=== THE INPUT ===

use std::process::ExitStatus;

use log::debug;
use snafu::{ResultExt, Snafu};
use tokio::process::Command;

use crate::config::models::Relay;
use crate::status::models::RelayPosition;

/// A two-state output that follows printer connectivity.
#[allow(async_fn_in_trait)]
pub trait RelaySwitch {
    async fn switch(&mut self, position: RelayPosition) -> Result<(), RelayError>;
}

/// Drives a relay by changing a GPIO pin's mode with an external program,
/// e.g. `gpio -g mode 17 out` (WiringPi).
pub struct GpioModeRelay {
    enabled: bool,
    program: String,
    pin: u8,
}

impl GpioModeRelay {
    pub fn new(settings: &Relay) -> Self {
        Self { enabled: settings.enabled, program: settings.program.clone(), pin: settings.pin }
    }

    fn mode(position: RelayPosition) -> &'static str {
        match position {
            RelayPosition::Active => "out",
            RelayPosition::Inactive => "in",
        }
    }
}

impl RelaySwitch for GpioModeRelay {
    async fn switch(&mut self, position: RelayPosition) -> Result<(), RelayError> {
        let mode = Self::mode(position);
        if !self.enabled {
            debug!("Relay disabled, skipping switch to '{}'", mode);
            return Ok(());
        }

        let pin = self.pin.to_string();
        debug!("Running {} -g mode {} {}", self.program, pin, mode);
        let status = Command::new(&self.program)
            .args(["-g", "mode", pin.as_str(), mode])
            .status()
            .await
            .context(SpawnSnafu { program: self.program.as_str() })?;

        if !status.success() {
            return FailedSnafu { program: self.program.as_str(), status }.fail();
        }
        Ok(())
    }
}

// ////// //
// Errors //
// ////// //

#[derive(Debug, Snafu)]
pub enum RelayError {
    #[snafu(display("Could not run {program}"))]
    Spawn { program: String, source: std::io::Error },

    #[snafu(display("{program} exited with {status}"))]
    Failed { program: String, status: ExitStatus },
}

#[cfg(test)]
mod tests {
    use super::*;

    fn relay(program: &str, enabled: bool) -> GpioModeRelay {
        GpioModeRelay::new(&Relay { enabled, program: program.to_string(), pin: 17 })
    }

    #[test]
    fn positions_map_to_pin_modes() {
        assert_eq!(GpioModeRelay::mode(RelayPosition::Active), "out");
        assert_eq!(GpioModeRelay::mode(RelayPosition::Inactive), "in");
    }

    #[tokio::test]
    async fn disabled_relay_does_not_spawn() {
        let mut relay = relay("/nonexistent/gpio", false);

        assert!(relay.switch(RelayPosition::Active).await.is_ok());
    }

    #[tokio::test]
    async fn missing_program_is_a_spawn_error() {
        let mut relay = relay("/nonexistent/gpio", true);

        assert!(matches!(relay.switch(RelayPosition::Active).await, Err(RelayError::Spawn { .. })));
    }

    #[cfg(unix)]
    #[tokio::test]
    async fn exit_status_decides_success() {
        assert!(relay("true", true).switch(RelayPosition::Inactive).await.is_ok());
        assert!(matches!(relay("false", true).switch(RelayPosition::Inactive).await, Err(RelayError::Failed { .. })));
    }
}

===

## WORK INSTRUCTION
From the data above, gather every line that includes the word "ExitStatus".

## EXPECTED ANSWER
use std::process::ExitStatus;
    Failed { program: String, status: ExitStatus },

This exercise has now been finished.